Operations and Maintenance Expenses
Operations and maintenance (O&M) expenses, excluding fuel and purchased power,
were $541 million, $522 million and $498 million, for the years 1994, 1993 and
1992, respectively. The increase in O&M for 1994 was primarily due to the
recognition of previously deferred storm costs associated with gas operations,
an increase in costs associated with the Company's gas expansion program, the
recognition of certain costs which exceeded the Company's insurance recoveries,
an increase in employee benefit costs and the effects of inflation. These
higher O&M expenses were partially offset by the continuation of the Company's
cost containment program. The increase in 1993 was principally due to the
recognition of previously deferred storm costs associated with electric
operations, the recording of higher accruals for uncollectible accounts and
higher transmission and distribution costs for both the electric and gas
businesses.
Rate Moderation Component and Related Carrying Charges
In 1994 and 1993, the Company recorded non-cash charges to income of
approximately $198 million and $89 million, respectively, representing the
amortization of the RMC. In 1992, the Company recorded non-cash income of
approximately $30 million, representing the accretion of the RMC. The Company
accrues a carrying charge on the unamortized balance of the RMC which amounted
to $32 million, $40 million and $43 million for the years 1994, 1993 and 1992,
respectively. For further discussion on the RMC, see Notes 1, 2 and 3 of Notes
to Financial Statements.
Other Regulatory Amortization
In 1994, other regulatory amortization was a non-cash charge to income of $4.3
million, compared to a non-cash credit to income of $18.0 million in 1993. The
change reflects an increase in the amortization of LRPP deferrals, higher
amortization of Shoreham post settlement costs, and a non-cash charge to income
reflecting the operation of the interest deferral mechanism, as defined in the
Company's electric rate structure. These items were partially offset by higher
deferred net margin revenues, discussed above under "Revenues."

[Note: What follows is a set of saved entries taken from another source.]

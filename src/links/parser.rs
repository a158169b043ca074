//! Link extraction.
//!
//! Every link records the byte range of its *target* inside its line, so a
//! rewrite replaces exactly that span and leaves anchors, display text,
//! titles and embed markers untouched.

use once_cell::sync::Lazy;
use regex::Regex;
use serde::{Deserialize, Serialize};

use crate::markdown::{inline_code_ranges, LineScanner};

/// `[[target#anchor|display]]`, optionally prefixed with `!` for embeds
static WIKILINK_REGEX: Lazy<Regex> = Lazy::new(|| {
    Regex::new(r"(!)?\[\[([^\[\]|#]*)(#[^\[\]|]*)?(?:\|([^\[\]]*))?\]\]").unwrap()
});

/// `[text](dest "title")` or `[text](<dest with spaces>)`, optionally an image
static MARKDOWN_LINK_REGEX: Lazy<Regex> = Lazy::new(|| {
    Regex::new(r#"(!)?\[([^\[\]]*)\]\((?:<([^<>]+)>|([^()\s]+))(?:\s+"([^"]*)")?\)"#).unwrap()
});

static URL_SCHEME_REGEX: Lazy<Regex> =
    Lazy::new(|| Regex::new(r"^[a-zA-Z][a-zA-Z0-9+.\-]*:").unwrap());

/// Link syntax
#[derive(Debug, Clone, Copy, PartialEq, Eq, Serialize, Deserialize)]
#[serde(rename_all = "camelCase")]
pub enum LinkKind {
    Wikilink,
    MarkdownLink,
}

/// A link found in a document
#[derive(Debug, Clone, PartialEq, Serialize, Deserialize)]
#[serde(rename_all = "camelCase")]
pub struct Link {
    pub kind: LinkKind,
    /// Full matched text, e.g. `[[task1#impl|Impl]]`
    pub raw: String,
    /// Path part without anchor, exactly as written
    pub target: String,
    /// 1-based line number
    pub line: usize,
    /// Byte offset of the target within its line
    pub target_start: usize,
    /// Byte offset one past the target within its line
    pub target_end: usize,
    pub display_text: Option<String>,
    /// Anchor without the leading `#`
    pub anchor: Option<String>,
    /// `![[...]]` or `![...](...)`
    pub embed: bool,
}

impl Link {
    /// URLs with a scheme (`https:`, `mailto:`, `obsidian:`) never point into the vault
    pub fn is_external(&self) -> bool {
        self.kind == LinkKind::MarkdownLink && URL_SCHEME_REGEX.is_match(&self.target)
    }
}

/// Extract every link from `content`, skipping fenced code, one-line comments
/// and inline code spans.
pub fn extract_links(content: &str) -> Vec<Link> {
    let mut scanner = LineScanner::new();
    let mut links = Vec::new();

    for (idx, line) in content.lines().enumerate() {
        if !scanner.classify(line).is_scannable() {
            continue;
        }
        links.extend(extract_line_links(line, idx + 1));
    }

    links
}

/// Extract the links of a single scannable line
pub fn extract_line_links(line: &str, line_number: usize) -> Vec<Link> {
    let code = inline_code_ranges(line);
    let in_code = |pos: usize| code.iter().any(|r| r.contains(&pos));

    let mut links = Vec::new();
    let mut wiki_spans = Vec::new();

    for cap in WIKILINK_REGEX.captures_iter(line) {
        let whole = match cap.get(0) {
            Some(m) => m,
            None => continue,
        };
        wiki_spans.push(whole.range());
        if in_code(whole.start()) {
            continue;
        }
        let target = match cap.get(2) {
            Some(t) if !t.as_str().trim().is_empty() => t,
            // `[[#heading]]` points into the same file
            _ => continue,
        };

        links.push(Link {
            kind: LinkKind::Wikilink,
            raw: whole.as_str().to_string(),
            target: target.as_str().to_string(),
            line: line_number,
            target_start: target.start(),
            target_end: target.end(),
            display_text: cap.get(4).map(|m| m.as_str().to_string()),
            anchor: cap.get(3).map(|m| m.as_str()[1..].to_string()),
            embed: cap.get(1).is_some(),
        });
    }

    for cap in MARKDOWN_LINK_REGEX.captures_iter(line) {
        let whole = match cap.get(0) {
            Some(m) => m,
            None => continue,
        };
        if in_code(whole.start()) || wiki_spans.iter().any(|s| s.contains(&whole.start())) {
            continue;
        }
        let dest = match cap.get(3).or_else(|| cap.get(4)) {
            Some(d) => d,
            None => continue,
        };

        let (path, anchor) = match dest.as_str().find('#') {
            Some(i) => (&dest.as_str()[..i], Some(dest.as_str()[i + 1..].to_string())),
            None => (dest.as_str(), None),
        };
        if path.is_empty() {
            continue;
        }

        links.push(Link {
            kind: LinkKind::MarkdownLink,
            raw: whole.as_str().to_string(),
            target: path.to_string(),
            line: line_number,
            target_start: dest.start(),
            target_end: dest.start() + path.len(),
            display_text: cap.get(2).map(|m| m.as_str().to_string()),
            anchor,
            embed: cap.get(1).is_some(),
        });
    }

    links.sort_by_key(|l| l.target_start);
    links
}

In 1993, other regulatory amortization was lower than 1992 as a result of lower
net margin revenues and the amortization of the 1992 rate year LRPP deferrals
which began in August 1993. Partially offsetting these items was the
recognition of additional non-cash credits to income resulting from the
operation of the interest deferral mechanism. For a discussion on the
Company's rate mechanisms, see Note 3 of Notes to Financial Statements.
Operating Taxes
Operating taxes were $407 million, $386 million and $389 million, for the years
1994, 1993 and 1992, respectively. The increase in operating taxes of
approximately $21 million in 1994 when compared to 1993 is primarily
attributable to higher gross receipts taxes, resulting from increased revenues,
higher property taxes, additional payroll taxes and higher dividend taxes.
INTEREST EXPENSE
The reduction in interest expense in 1994 when compared to 1993 is primarily
attributable to lower outstanding debt levels. The Company's strategy is to
apply available cash balances toward the satisfaction of debt whenever
practicable. During 1994, the Company used approximately $200 million of cash
on hand and the proceeds from the issuance of 5.1 million shares of common
stock to help lower debt by approximately $300 million. The lower interest
expense also reflects the satisfaction of $175 million of maturing debt in
November 1993, with cash on hand.
The increase in 1993 when compared to 1992 was attributable to higher debt
levels and the conversion in June 1992 of $400 million of tax-exempt securities
from a weekly variable interest rate to a higher thirty year fixed rate. Also
contributing to the increase, was the issuance in November 1992 of thirty year
fixed rate debentures, the proceeds of which were used to eliminate variable
rate bank debt. The conversion of the tax-exempt securities and refinancing of
bank debt was done in order to take advantage of historically low long-term
interest rates. Partially offsetting this increase in interest expense were
savings realized from the effects of the Company's aggressive refinancing of
higher-cost debt in 1993.
ACCOUNTING PRONOUNCEMENTS
Effective January 1, 1993, the Company adopted the provisions of Statement of
Financial Accounting Standards (SFAS) No. 106, Employers' Accounting for
Postretirement Benefits Other Than Pensions. Under a PSC order issued in
response to SFAS No. 106, the Company defers as a regulatory asset the
difference between postretirement benefits expense recorded for accounting
purposes in accordance with SFAS No. 106 and postretirement expenses reflected
in rates. The PSC order also requires that the ongoing annual postretirement
benefit expense be phased into and fully recovered in rates within a five year
period, with the accumulated postretirement benefit obligation being recovered
in rates over a twenty year period. The adoption of SFAS No. 106 had no impact
on net income for the years ended December 31, 1994 and 1993. For a further
discussion of SFAS No. 106, see Notes 1 and 8 of Notes to Financial Statements.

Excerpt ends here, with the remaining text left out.